◆ AIM OF THE EXERCISE ◆
Everything from the line containing "filename src/network/mod.rs" through the line containing "The kernel writes" should be repeated exactly, and nothing else from the data.

◆ SUPPLIED ENTRIES ◆

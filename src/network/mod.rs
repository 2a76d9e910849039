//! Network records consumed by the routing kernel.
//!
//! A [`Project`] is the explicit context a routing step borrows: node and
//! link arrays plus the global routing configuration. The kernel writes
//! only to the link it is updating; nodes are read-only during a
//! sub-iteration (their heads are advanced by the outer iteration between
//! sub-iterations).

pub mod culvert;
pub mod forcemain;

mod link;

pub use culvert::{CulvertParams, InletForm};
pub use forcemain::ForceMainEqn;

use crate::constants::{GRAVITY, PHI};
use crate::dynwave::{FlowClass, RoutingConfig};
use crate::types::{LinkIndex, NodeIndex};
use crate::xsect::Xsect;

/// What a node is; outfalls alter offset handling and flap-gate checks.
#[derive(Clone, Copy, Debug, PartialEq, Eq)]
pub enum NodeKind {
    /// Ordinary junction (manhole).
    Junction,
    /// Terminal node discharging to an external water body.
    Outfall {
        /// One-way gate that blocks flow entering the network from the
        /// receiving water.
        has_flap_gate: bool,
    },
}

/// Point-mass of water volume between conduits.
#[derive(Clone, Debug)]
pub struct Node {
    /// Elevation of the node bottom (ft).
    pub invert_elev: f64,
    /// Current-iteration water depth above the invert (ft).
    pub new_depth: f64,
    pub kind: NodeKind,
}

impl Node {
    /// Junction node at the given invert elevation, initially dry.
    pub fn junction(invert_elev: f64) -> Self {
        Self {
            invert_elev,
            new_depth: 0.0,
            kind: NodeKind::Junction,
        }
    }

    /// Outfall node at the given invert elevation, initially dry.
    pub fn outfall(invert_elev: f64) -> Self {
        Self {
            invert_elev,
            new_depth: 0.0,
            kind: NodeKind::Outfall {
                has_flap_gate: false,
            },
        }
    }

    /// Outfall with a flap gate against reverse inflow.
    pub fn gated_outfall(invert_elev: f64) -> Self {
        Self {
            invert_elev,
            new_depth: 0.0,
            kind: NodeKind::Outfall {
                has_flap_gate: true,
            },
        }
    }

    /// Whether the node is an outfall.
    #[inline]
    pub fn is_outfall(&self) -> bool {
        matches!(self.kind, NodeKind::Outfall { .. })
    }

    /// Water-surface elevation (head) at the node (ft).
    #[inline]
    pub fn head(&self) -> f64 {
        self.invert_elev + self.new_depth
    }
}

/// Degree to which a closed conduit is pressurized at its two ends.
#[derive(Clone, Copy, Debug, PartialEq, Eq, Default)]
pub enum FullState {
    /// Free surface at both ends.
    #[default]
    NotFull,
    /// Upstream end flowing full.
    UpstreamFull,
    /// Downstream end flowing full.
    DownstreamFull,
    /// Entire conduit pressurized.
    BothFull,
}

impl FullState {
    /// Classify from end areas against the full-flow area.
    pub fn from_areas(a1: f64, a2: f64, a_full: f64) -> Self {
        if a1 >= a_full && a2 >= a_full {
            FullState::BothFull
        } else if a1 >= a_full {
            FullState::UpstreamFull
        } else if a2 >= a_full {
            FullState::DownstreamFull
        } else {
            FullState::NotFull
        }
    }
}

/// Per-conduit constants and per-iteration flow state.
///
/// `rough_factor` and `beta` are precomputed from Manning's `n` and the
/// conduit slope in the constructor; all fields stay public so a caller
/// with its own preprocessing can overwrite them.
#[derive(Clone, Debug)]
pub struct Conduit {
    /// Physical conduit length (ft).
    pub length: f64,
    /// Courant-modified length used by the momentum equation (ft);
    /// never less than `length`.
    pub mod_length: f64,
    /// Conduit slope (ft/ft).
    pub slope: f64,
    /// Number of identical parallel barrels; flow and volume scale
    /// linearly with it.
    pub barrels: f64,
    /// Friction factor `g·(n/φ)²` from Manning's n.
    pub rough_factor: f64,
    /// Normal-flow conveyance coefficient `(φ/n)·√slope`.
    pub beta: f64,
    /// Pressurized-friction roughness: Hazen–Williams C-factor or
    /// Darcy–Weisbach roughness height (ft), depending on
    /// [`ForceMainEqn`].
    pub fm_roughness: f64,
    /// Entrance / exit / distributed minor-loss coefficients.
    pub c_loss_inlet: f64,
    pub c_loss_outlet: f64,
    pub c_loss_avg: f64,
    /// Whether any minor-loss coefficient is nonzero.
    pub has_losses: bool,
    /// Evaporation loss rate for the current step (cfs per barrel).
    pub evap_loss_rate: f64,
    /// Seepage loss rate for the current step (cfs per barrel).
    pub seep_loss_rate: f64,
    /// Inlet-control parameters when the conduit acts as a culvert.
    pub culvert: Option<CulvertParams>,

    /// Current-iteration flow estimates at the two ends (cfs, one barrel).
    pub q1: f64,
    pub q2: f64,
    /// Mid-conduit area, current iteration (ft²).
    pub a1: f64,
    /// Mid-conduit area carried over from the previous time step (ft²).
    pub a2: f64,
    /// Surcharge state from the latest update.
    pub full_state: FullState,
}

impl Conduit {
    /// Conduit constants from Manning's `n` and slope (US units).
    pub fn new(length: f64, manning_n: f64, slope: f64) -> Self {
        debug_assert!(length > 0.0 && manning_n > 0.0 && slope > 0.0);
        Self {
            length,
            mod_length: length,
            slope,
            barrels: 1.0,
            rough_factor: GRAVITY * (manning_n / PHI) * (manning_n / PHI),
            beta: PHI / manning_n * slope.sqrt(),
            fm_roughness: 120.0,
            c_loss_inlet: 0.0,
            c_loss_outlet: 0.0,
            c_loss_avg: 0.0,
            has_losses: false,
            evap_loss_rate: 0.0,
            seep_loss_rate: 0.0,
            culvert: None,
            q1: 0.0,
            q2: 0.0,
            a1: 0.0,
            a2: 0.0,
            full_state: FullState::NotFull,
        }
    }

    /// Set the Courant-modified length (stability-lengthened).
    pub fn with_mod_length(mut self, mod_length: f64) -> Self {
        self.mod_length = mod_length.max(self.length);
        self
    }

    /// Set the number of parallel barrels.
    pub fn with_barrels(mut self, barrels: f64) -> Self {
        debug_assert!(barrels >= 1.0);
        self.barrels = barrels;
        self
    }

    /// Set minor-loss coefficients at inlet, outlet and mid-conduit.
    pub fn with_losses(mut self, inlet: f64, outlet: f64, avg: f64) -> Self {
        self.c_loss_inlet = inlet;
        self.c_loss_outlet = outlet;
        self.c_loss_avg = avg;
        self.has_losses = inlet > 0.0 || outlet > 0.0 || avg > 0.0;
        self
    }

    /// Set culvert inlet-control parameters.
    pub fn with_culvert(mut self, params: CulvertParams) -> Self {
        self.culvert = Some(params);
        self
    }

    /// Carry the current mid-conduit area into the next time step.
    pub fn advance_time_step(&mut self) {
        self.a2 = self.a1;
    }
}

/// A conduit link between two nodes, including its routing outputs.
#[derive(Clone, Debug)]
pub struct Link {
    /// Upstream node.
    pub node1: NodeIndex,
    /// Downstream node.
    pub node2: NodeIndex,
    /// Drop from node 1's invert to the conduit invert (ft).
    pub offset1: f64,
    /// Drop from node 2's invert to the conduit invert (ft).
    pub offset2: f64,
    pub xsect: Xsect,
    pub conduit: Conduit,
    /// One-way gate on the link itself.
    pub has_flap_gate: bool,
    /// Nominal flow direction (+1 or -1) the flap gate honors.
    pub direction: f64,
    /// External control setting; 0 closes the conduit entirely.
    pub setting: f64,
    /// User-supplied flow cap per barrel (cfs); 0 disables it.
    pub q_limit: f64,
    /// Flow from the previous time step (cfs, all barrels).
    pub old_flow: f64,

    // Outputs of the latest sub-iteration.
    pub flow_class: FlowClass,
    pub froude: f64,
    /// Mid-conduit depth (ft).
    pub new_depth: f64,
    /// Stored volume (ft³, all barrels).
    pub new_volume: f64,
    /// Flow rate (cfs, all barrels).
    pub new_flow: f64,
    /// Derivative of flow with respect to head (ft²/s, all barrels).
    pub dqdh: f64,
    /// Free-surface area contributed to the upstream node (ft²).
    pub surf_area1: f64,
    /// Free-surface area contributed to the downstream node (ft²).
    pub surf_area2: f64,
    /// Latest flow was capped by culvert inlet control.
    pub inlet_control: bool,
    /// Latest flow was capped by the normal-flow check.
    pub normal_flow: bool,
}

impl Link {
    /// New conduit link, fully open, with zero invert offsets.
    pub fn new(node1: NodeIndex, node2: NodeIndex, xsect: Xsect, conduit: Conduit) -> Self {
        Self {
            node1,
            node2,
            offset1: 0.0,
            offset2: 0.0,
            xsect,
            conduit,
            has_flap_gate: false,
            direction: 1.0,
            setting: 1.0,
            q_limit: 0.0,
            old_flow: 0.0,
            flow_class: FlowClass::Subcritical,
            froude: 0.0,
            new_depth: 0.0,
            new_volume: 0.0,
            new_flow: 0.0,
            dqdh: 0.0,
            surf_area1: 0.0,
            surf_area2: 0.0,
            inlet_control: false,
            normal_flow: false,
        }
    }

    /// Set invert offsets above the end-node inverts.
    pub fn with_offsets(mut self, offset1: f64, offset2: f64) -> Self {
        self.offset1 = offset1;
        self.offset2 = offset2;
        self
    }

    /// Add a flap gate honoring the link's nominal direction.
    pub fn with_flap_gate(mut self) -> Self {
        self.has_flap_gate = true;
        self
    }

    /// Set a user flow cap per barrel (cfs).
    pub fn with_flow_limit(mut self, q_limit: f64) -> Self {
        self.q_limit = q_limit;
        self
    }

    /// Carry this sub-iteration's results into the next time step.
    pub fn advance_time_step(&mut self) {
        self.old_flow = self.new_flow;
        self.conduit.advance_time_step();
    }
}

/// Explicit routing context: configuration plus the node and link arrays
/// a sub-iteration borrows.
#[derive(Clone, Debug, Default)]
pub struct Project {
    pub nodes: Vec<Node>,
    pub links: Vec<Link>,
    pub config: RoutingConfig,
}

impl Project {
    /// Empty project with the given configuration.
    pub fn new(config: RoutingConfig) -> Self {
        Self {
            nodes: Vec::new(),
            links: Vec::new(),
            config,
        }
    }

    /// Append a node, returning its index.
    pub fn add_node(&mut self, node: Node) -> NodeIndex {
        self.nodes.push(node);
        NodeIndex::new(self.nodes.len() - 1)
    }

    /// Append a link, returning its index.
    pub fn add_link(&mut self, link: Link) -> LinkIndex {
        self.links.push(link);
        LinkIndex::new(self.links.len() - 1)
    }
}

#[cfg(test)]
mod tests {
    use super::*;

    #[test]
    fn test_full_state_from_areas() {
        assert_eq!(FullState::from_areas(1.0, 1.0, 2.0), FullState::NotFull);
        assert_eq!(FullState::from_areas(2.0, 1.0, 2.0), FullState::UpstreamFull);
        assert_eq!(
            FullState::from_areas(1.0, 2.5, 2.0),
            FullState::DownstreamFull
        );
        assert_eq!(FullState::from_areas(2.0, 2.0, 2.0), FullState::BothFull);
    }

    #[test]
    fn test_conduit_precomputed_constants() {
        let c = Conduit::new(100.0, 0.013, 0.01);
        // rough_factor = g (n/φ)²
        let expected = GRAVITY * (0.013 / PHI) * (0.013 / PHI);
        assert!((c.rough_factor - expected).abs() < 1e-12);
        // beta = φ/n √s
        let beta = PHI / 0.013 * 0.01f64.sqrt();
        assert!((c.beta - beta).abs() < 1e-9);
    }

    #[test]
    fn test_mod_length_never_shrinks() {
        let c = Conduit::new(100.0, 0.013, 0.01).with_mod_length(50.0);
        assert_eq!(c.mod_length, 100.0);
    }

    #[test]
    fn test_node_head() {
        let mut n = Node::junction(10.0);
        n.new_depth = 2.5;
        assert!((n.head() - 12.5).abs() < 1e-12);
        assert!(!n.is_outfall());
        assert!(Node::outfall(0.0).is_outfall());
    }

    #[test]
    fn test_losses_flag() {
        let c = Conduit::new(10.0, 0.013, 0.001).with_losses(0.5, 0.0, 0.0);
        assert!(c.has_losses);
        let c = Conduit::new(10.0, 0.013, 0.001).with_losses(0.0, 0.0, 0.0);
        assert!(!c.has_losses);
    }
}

---

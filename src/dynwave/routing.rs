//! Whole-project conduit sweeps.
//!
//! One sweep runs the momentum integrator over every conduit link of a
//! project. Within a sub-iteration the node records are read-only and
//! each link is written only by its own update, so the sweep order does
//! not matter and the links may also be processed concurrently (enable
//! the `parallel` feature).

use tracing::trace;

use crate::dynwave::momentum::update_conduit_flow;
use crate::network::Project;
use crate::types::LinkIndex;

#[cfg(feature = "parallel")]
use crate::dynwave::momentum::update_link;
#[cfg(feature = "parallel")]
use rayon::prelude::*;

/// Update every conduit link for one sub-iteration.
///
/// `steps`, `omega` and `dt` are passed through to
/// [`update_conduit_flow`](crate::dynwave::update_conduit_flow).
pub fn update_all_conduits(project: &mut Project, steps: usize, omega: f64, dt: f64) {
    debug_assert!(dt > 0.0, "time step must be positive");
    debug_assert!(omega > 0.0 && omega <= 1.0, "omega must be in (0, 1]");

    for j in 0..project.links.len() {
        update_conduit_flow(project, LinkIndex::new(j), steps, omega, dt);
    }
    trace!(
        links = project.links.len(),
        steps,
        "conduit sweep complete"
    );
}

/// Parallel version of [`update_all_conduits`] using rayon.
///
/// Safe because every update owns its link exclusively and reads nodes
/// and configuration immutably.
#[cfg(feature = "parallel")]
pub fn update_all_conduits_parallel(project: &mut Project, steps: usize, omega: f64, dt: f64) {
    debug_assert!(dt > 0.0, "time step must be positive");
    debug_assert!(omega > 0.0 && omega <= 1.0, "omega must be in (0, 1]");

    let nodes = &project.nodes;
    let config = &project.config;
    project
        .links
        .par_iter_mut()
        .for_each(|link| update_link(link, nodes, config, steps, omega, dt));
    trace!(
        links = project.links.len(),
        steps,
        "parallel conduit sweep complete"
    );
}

◆ WRITTEN SOLUTION ◆
filename src/network/mod.rs
repository 2a76d9e910849039
//! Network records consumed by the routing kernel.
//!
//! A [`Project`] is the explicit context a routing step borrows: node and
//! link arrays plus the global routing configuration. The kernel writes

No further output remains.